Search the records for the string "DeckBackend", then copy each line where it appears.

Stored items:
::::::::::
//! Key panel devices.
//!
//! This module provides the panel backends:
//! - Stream Deck: Elgato hardware over hidapi (`streamdeck` feature)
//! - Headless: in-memory panel for dry runs and tests

mod backend;
pub mod headless;
mod session;

#[cfg(feature = "streamdeck")]
mod streamdeck;

pub use backend::{DeckBackend, DeviceError, DeviceInfo, KeyEvent, KeyFace, KeyImage};
pub use session::{spawn_session, DeckHandle, DeckKeyEvent, DeckSession};

use tracing::info;

use crate::config::{BackendKind, DeckConfig};

/// Key count of the headless panel; matches a 15-key Stream Deck.
pub const HEADLESS_KEYS: usize = 15;

/// Open every panel the configuration asks for.
pub fn open_backends(
    config: &DeckConfig,
    layout_len: usize,
) -> Result<Vec<Box<dyn DeckBackend>>, DeviceError> {
    match config.backend {
        BackendKind::Headless => {
            let (deck, _handle) = headless::headless(HEADLESS_KEYS.max(layout_len));
            info!("[Deck] Using headless panel");
            Ok(vec![Box::new(deck)])
        }

        #[cfg(feature = "streamdeck")]
        BackendKind::Streamdeck => {
            let decks = streamdeck::open_all(config.serial.as_deref(), config.font.as_deref())?;
            Ok(decks
                .into_iter()
                .map(|d| Box::new(d) as Box<dyn DeckBackend>)
                .collect())
        }

        #[cfg(not(feature = "streamdeck"))]
        BackendKind::Streamdeck => Err(DeviceError::Unsupported("streamdeck")),
    }
}

/// Describe connected panels, one line each.
pub fn list_devices() -> Result<Vec<String>, DeviceError> {
    #[cfg(feature = "streamdeck")]
    {
        Ok(streamdeck::enumerate()?
            .into_iter()
            .map(|(kind, serial)| format!("{:?}\t{}", kind, serial))
            .collect())
    }

    #[cfg(not(feature = "streamdeck"))]
    {
        Err(DeviceError::Unsupported("streamdeck"))
    }
}
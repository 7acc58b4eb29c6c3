//! Mapping of mixer status lines onto state facts.

use std::sync::Arc;

use tracing::{debug, warn};
use voctodeck_common::protocol::StatusLine;
use voctodeck_common::{StateFact, StateKey};

use crate::buttons::ButtonModel;

/// Turns raw status lines into the facts they imply.
#[derive(Debug, Clone)]
pub struct StatusInterpreter {
    model: Arc<ButtonModel>,
}

impl StatusInterpreter {
    pub fn new(model: Arc<ButtonModel>) -> Self {
        Self { model }
    }

    /// Parse one raw line. Malformed lines yield no facts.
    pub fn interpret_line(&self, line: &str) -> Vec<StateFact> {
        if line.trim().is_empty() {
            return Vec::new();
        }
        match StatusLine::parse(line) {
            Ok(status) => self.interpret(&status),
            Err(e) => {
                warn!("[Mixer] Dropping malformed line: {}", e);
                Vec::new()
            }
        }
    }

    pub fn interpret(&self, status: &StatusLine) -> Vec<StateFact> {
        match status {
            StatusLine::CompositeModeAndVideoStatus { mode, inputs } => {
                match self.model.scene_for(mode, inputs) {
                    Some(scene) => vec![StateFact::assert(StateKey::SceneLayout, scene)],
                    None => vec![StateFact::clear(StateKey::SceneLayout)],
                }
            }
            StatusLine::StreamStatus { state, .. } => {
                vec![StateFact::assert(StateKey::StreamMode, state.as_str())]
            }
            StatusLine::AudioStatus { channels } => {
                // Each active channel is asserted in payload order, so with
                // one slot per key the last active channel wins.
                match channels.iter().rev().find(|(_, active)| *active) {
                    Some((channel, _)) => {
                        vec![StateFact::assert(StateKey::AudioChannel, channel.as_str())]
                    }
                    None => vec![StateFact::clear(StateKey::AudioChannel)],
                }
            }
            StatusLine::Unknown { prefix } => {
                debug!("[Mixer] Ignoring status line `{}`", prefix);
                Vec::new()
            }
        }
    }
}
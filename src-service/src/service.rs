//! Service orchestration.
//!
//! Wires the state store, button model, source adapters, device sessions
//! and dispatchers together and runs them until the shutdown token fires.

use std::sync::Arc;

use anyhow::{bail, Context, Result};
use futures::future::join_all;
use tokio::sync::mpsc;
use tokio::task::JoinSet;
use tokio_util::sync::CancellationToken;
use tracing::{error, info, warn};

use crate::actions::ActionDispatcher;
use crate::buttons::ButtonModel;
use crate::config::ServiceConfig;
use crate::deck::{spawn_session, DeckBackend};
use crate::mixer::{mixer_channel, StatusInterpreter};
use crate::pollers::{CommandPoller, WorkspacePoller};
use crate::render::{redraw_channel, RenderDispatcher};
use crate::state::{SharedStore, StateStore};
use crate::video::{VideoAdapter, VideoKey};

pub struct Service {
    config: ServiceConfig,
    model: Arc<ButtonModel>,
    store: SharedStore,
    shutdown: CancellationToken,
}

impl Service {
    pub fn new(config: ServiceConfig, shutdown: CancellationToken) -> Self {
        let model = Arc::new(ButtonModel::new(config.buttons.clone()));
        let store = Arc::new(StateStore::new(shutdown.clone()));
        Self {
            config,
            model,
            store,
            shutdown,
        }
    }

    pub fn store(&self) -> SharedStore {
        Arc::clone(&self.store)
    }

    /// Run until shutdown is requested or every panel is gone.
    pub async fn run(self, backends: Vec<Box<dyn DeckBackend>>) -> Result<()> {
        let Service {
            config,
            model,
            store,
            shutdown,
        } = self;

        let (events_tx, events_rx) = mpsc::unbounded_channel();
        let mut sessions = Vec::new();
        for (id, backend) in backends.into_iter().enumerate() {
            let brightness = config.deck.brightness;
            match spawn_session(id, backend, brightness, events_tx.clone(), &shutdown) {
                Ok(session) => sessions.push(session),
                Err(e) => error!("[Deck {}] Failed to start: {}", id, e),
            }
        }
        drop(events_tx);
        if sessions.is_empty() {
            bail!("no panel could be started");
        }

        let (mixer, mixer_adapter) = mixer_channel(
            config.mixer.clone(),
            Arc::clone(&store),
            StatusInterpreter::new(Arc::clone(&model)),
            shutdown.clone(),
        );
        let (redraw, redraw_rx) = redraw_channel();
        let video_target = &sessions[0].handle;
        let video_enabled = config.video.enabled && config.video.key < video_target.info.key_count;
        if config.video.enabled && !video_enabled {
            warn!(
                "[Video] Key {} does not exist on {} ({} keys), video disabled",
                config.video.key, video_target.info.name, video_target.info.key_count
            );
        }
        let video_key = video_enabled.then(|| VideoKey::new(config.video.key));

        let mut tasks = JoinSet::new();
        tasks.spawn(mixer_adapter.run());
        tasks.spawn(
            CommandPoller::new(
                model.update_predicates(),
                &config.poll,
                Arc::clone(&store),
                shutdown.clone(),
            )
            .run(),
        );
        tasks.spawn(
            WorkspacePoller::new(
                model.workspace_ids(),
                &config.poll,
                Arc::clone(&store),
                shutdown.clone(),
            )
            .run(),
        );

        for session in &sessions {
            let render = RenderDispatcher::new(
                Arc::clone(&model),
                Arc::clone(&store),
                session.handle.clone(),
                if session.handle.id == 0 { video_key.clone() } else { None },
                redraw_rx.clone(),
                shutdown.clone(),
            );
            tasks.spawn(render.run());
        }

        if let Some(key) = video_key {
            let target = sessions[0].handle.clone();
            let video = VideoAdapter::bind(
                config.video.clone(),
                key,
                target,
                redraw.clone(),
                shutdown.clone(),
            )
            .await
            .with_context(|| format!("Failed to listen for video on {}", config.video.listen))?;
            tasks.spawn(video.run());
        }

        tasks.spawn(
            ActionDispatcher::new(
                Arc::clone(&model),
                mixer,
                config.poll.workspace_switch.clone(),
                redraw,
                events_rx,
                shutdown.clone(),
            )
            .run(),
        );

        info!(
            "[Service] Running with {} panel(s), {} buttons",
            sessions.len(),
            model.len()
        );

        let session_tokens: Vec<CancellationToken> = sessions
            .iter()
            .map(|s| s.handle.cancelled().clone())
            .collect();
        tokio::select! {
            _ = shutdown.cancelled() => {}
            _ = join_all(session_tokens.iter().map(|t| t.cancelled())) => {
                warn!("[Service] All panels are gone, shutting down");
                shutdown.cancel();
            }
        }

        info!("[Service] Shutting down...");
        while let Some(result) = tasks.join_next().await {
            if let Err(e) = result {
                error!("[Service] Task failed: {}", e);
            }
        }
        for session in sessions {
            session.join().await;
        }
        info!("[Service] Stopped");
        Ok(())
    }
}

#[cfg(test)]
mod tests {
    use super::*;
    use crate::config::{BackendKind, MixerConfig, PollConfig};
    use crate::deck::headless::headless;
    use crate::deck::KeyImage;
    use std::time::Duration;
    use tokio::io::{AsyncBufReadExt, AsyncWriteExt, BufReader};
    use tokio::net::TcpListener;
    use voctodeck_common::{StateKey, SCENE_COLOR};

    fn config(mixer: String) -> ServiceConfig {
        let mut config = ServiceConfig {
            mixer: MixerConfig {
                address: mixer,
                backoff_initial_ms: 20,
                backoff_max_ms: 100,
                ..MixerConfig::default()
            },
            poll: PollConfig {
                interval_ms: 20,
                ..PollConfig::default()
            },
            ..ServiceConfig::default()
        };
        config.deck.backend = BackendKind::Headless;
        config
    }

    async fn wait_until(mut cond: impl FnMut() -> bool) {
        for _ in 0..300 {
            if cond() {
                return;
            }
            tokio::time::sleep(Duration::from_millis(10)).await;
        }
        panic!("condition not reached");
    }

    #[tokio::test]
    async fn press_round_trips_through_the_mixer_and_exit_tears_everything_down() {
        let listener = TcpListener::bind("127.0.0.1:0").await.unwrap();
        let shutdown = CancellationToken::new();
        let service = Service::new(
            config(listener.local_addr().unwrap().to_string()),
            shutdown.clone(),
        );
        let store = service.store();
        let (deck, panel) = headless(15);
        let task = tokio::spawn(service.run(vec![Box::new(deck)]));

        let (stream, _) = listener.accept().await.unwrap();
        let (r, mut w) = stream.into_split();
        let mut lines = BufReader::new(r).lines();
        for _ in 0..3 {
            lines.next_line().await.unwrap();
        }

        // Initial draw puts labels on the panel.
        wait_until(|| panel.active_images() > 0).await;
        assert_eq!(panel.brightness(), 30);

        // Status reply selects the scene key.
        w.write_all(b"composite_mode_and_video_status fullscreen slides cam\n")
            .await
            .unwrap();
        wait_until(|| {
            matches!(
                panel.image(0),
                Some(KeyImage::Face(face)) if face.highlight == Some(SCENE_COLOR)
            )
        })
        .await;

        // Pressing picture-in-picture sends the composite command.
        panel.press(2);
        assert_eq!(
            lines.next_line().await.unwrap().as_deref(),
            Some("set_videos_and_composite slides cam picture_in_picture")
        );

        // Exit.
        panel.press(14);
        tokio::time::timeout(Duration::from_secs(5), task)
            .await
            .unwrap()
            .unwrap()
            .unwrap();

        assert!(shutdown.is_cancelled());
        assert_eq!(panel.active_images(), 0);
        assert!(panel.is_closed());
        assert_eq!(lines.next_line().await.unwrap(), None);

        let revision = store.snapshot().revision();
        assert!(!store.assert(StateKey::StreamMode, "live"));
        assert_eq!(store.snapshot().revision(), revision);
    }

    #[tokio::test]
    async fn losing_the_only_panel_stops_the_service() {
        let listener = TcpListener::bind("127.0.0.1:0").await.unwrap();
        let shutdown = CancellationToken::new();
        let service = Service::new(
            config(listener.local_addr().unwrap().to_string()),
            shutdown.clone(),
        );
        let (deck, panel) = headless(15);
        let task = tokio::spawn(service.run(vec![Box::new(deck)]));

        wait_until(|| panel.active_images() > 0).await;
        panel.unplug();

        tokio::time::timeout(Duration::from_secs(5), task)
            .await
            .unwrap()
            .unwrap()
            .unwrap();
        assert!(shutdown.is_cancelled());
        assert!(panel.is_closed());
    }

    #[tokio::test]
    async fn second_panel_survives_the_first_failing() {
        let listener = TcpListener::bind("127.0.0.1:0").await.unwrap();
        let shutdown = CancellationToken::new();
        let service = Service::new(
            config(listener.local_addr().unwrap().to_string()),
            shutdown.clone(),
        );
        let (deck_a, panel_a) = headless(15);
        let (deck_b, panel_b) = headless(15);
        let task = tokio::spawn(service.run(vec![Box::new(deck_a), Box::new(deck_b)]));

        wait_until(|| panel_a.active_images() > 0 && panel_b.active_images() > 0).await;
        panel_a.unplug();
        wait_until(|| panel_a.is_closed()).await;
        assert!(!shutdown.is_cancelled());

        // The surviving panel still takes the exit key.
        panel_b.press(14);
        tokio::time::timeout(Duration::from_secs(5), task)
            .await
            .unwrap()
            .unwrap()
            .unwrap();
        assert_eq!(panel_b.active_images(), 0);
    }

    #[tokio::test]
    async fn no_panels_is_an_error() {
        let service = Service::new(config("127.0.0.1:1".into()), CancellationToken::new());
        assert!(service.run(Vec::new()).await.is_err());
    }
}
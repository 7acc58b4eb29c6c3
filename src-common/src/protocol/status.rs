//! Inbound mixer status lines.

use serde_json::{Map, Value};

use super::ProtocolError;

const COMPOSITE: &str = "composite_mode_and_video_status";
const STREAM: &str = "stream_status";
const AUDIO: &str = "audio_status";

/// A status line reported by the mixer.
#[derive(Debug, Clone, PartialEq, Eq)]
pub enum StatusLine {
    /// `composite_mode_and_video_status <mode> <inputs...>`
    CompositeModeAndVideoStatus { mode: String, inputs: Vec<String> },

    /// `stream_status [blank] <state>`; `state` is `live` or a blank reason
    StreamStatus { blank: bool, state: String },

    /// `audio_status {json}`; each channel with whether it is active, in
    /// payload order
    AudioStatus { channels: Vec<(String, bool)> },

    /// Any line with an unrecognized prefix
    Unknown { prefix: String },
}

impl StatusLine {
    /// Parse a single line (without its trailing newline).
    pub fn parse(line: &str) -> Result<Self, ProtocolError> {
        let mut tokens = line.split_whitespace();
        let prefix = tokens.next().unwrap_or_default();

        match prefix {
            COMPOSITE => {
                let mode = tokens.next().ok_or_else(|| ProtocolError::MissingField {
                    prefix: COMPOSITE,
                    what: "a composite mode",
                    line: line.to_string(),
                })?;
                Ok(StatusLine::CompositeModeAndVideoStatus {
                    mode: mode.to_string(),
                    inputs: tokens.map(str::to_string).collect(),
                })
            }
            STREAM => {
                let args: Vec<&str> = tokens.collect();
                let state = args.last().ok_or_else(|| ProtocolError::MissingField {
                    prefix: STREAM,
                    what: "a stream state",
                    line: line.to_string(),
                })?;
                Ok(StatusLine::StreamStatus {
                    blank: args.len() > 1 && args[0] == "blank",
                    state: state.to_string(),
                })
            }
            AUDIO => parse_audio(line),
            other => Ok(StatusLine::Unknown {
                prefix: other.to_string(),
            }),
        }
    }
}

/// The JSON object starts at the first `{`; anything between the prefix
/// and the object (such as an `AUDIO_STATUS:` tag) is ignored.
fn parse_audio(line: &str) -> Result<StatusLine, ProtocolError> {
    let start = line.find('{').ok_or_else(|| ProtocolError::MissingField {
        prefix: AUDIO,
        what: "a JSON object",
        line: line.to_string(),
    })?;

    let raw: Map<String, Value> =
        serde_json::from_str(&line[start..]).map_err(|e| ProtocolError::InvalidPayload {
            prefix: AUDIO,
            message: e.to_string(),
        })?;

    let mut channels = Vec::with_capacity(raw.len());
    for (channel, value) in raw {
        let active = match &value {
            Value::Number(n) => n.as_f64() == Some(1.0),
            Value::Bool(b) => *b,
            other => {
                return Err(ProtocolError::InvalidPayload {
                    prefix: AUDIO,
                    message: format!("channel {:?} has non-numeric level {}", channel, other),
                })
            }
        };
        channels.push((channel, active));
    }

    Ok(StatusLine::AudioStatus { channels })
}

#[cfg(test)]
mod tests {
    use super::*;
    use pretty_assertions::assert_eq;

    #[test]
    fn parses_composite_status() {
        assert_eq!(
            StatusLine::parse("composite_mode_and_video_status fullscreen slides cam").unwrap(),
            StatusLine::CompositeModeAndVideoStatus {
                mode: "fullscreen".into(),
                inputs: vec!["slides".into(), "cam".into()],
            }
        );
    }

    #[test]
    fn composite_without_mode_is_malformed() {
        assert!(matches!(
            StatusLine::parse("composite_mode_and_video_status"),
            Err(ProtocolError::MissingField { .. })
        ));
    }

    #[test]
    fn parses_live_and_blank_stream_status() {
        assert_eq!(
            StatusLine::parse("stream_status live").unwrap(),
            StatusLine::StreamStatus {
                blank: false,
                state: "live".into()
            }
        );
        assert_eq!(
            StatusLine::parse("stream_status blank pause").unwrap(),
            StatusLine::StreamStatus {
                blank: true,
                state: "pause".into()
            }
        );
        assert!(StatusLine::parse("stream_status").is_err());
    }

    #[test]
    fn parses_tagged_audio_status() {
        let line = r#"audio_status AUDIO_STATUS: {"slides": 1, "cam": 0}"#;
        assert_eq!(
            StatusLine::parse(line).unwrap(),
            StatusLine::AudioStatus {
                channels: vec![("slides".to_string(), true), ("cam".to_string(), false)]
            }
        );
    }

    #[test]
    fn audio_channels_keep_payload_order() {
        let line = r#"audio_status {"zoom": 1, "cam": 0, "mic": 1}"#;
        let StatusLine::AudioStatus { channels } = StatusLine::parse(line).unwrap() else {
            panic!("not an audio status");
        };
        let names: Vec<&str> = channels.iter().map(|(name, _)| name.as_str()).collect();
        assert_eq!(names, vec!["zoom", "cam", "mic"]);
    }

    #[test]
    fn audio_status_with_bad_json_is_malformed() {
        assert!(matches!(
            StatusLine::parse("audio_status {slides: 1"),
            Err(ProtocolError::InvalidPayload { .. })
        ));
        assert!(matches!(
            StatusLine::parse("audio_status nothing here"),
            Err(ProtocolError::MissingField { .. })
        ));
        assert!(matches!(
            StatusLine::parse(r#"audio_status {"slides": "loud"}"#),
            Err(ProtocolError::InvalidPayload { .. })
        ));
    }

    #[test]
    fn unknown_prefixes_pass_through() {
        assert_eq!(
            StatusLine::parse("video_status slides cam").unwrap(),
            StatusLine::Unknown {
                prefix: "video_status".into()
            }
        );
        assert_eq!(
            StatusLine::parse("").unwrap(),
            StatusLine::Unknown {
                prefix: String::new()
            }
        );
    }
}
::::::::::
Completed task:
pub use backend::{DeckBackend, DeviceError, DeviceInfo, KeyEvent, KeyFace, KeyImage};
) -> Result<Vec<Box<dyn DeckBackend>>, DeviceError> {
                .map(|d| Box::new(d) as Box<dyn DeckBackend>)
use crate::deck::{spawn_session, DeckBackend};
    pub async fn run(self, backends: Vec<Box<dyn DeckBackend>>) -> Result<()> {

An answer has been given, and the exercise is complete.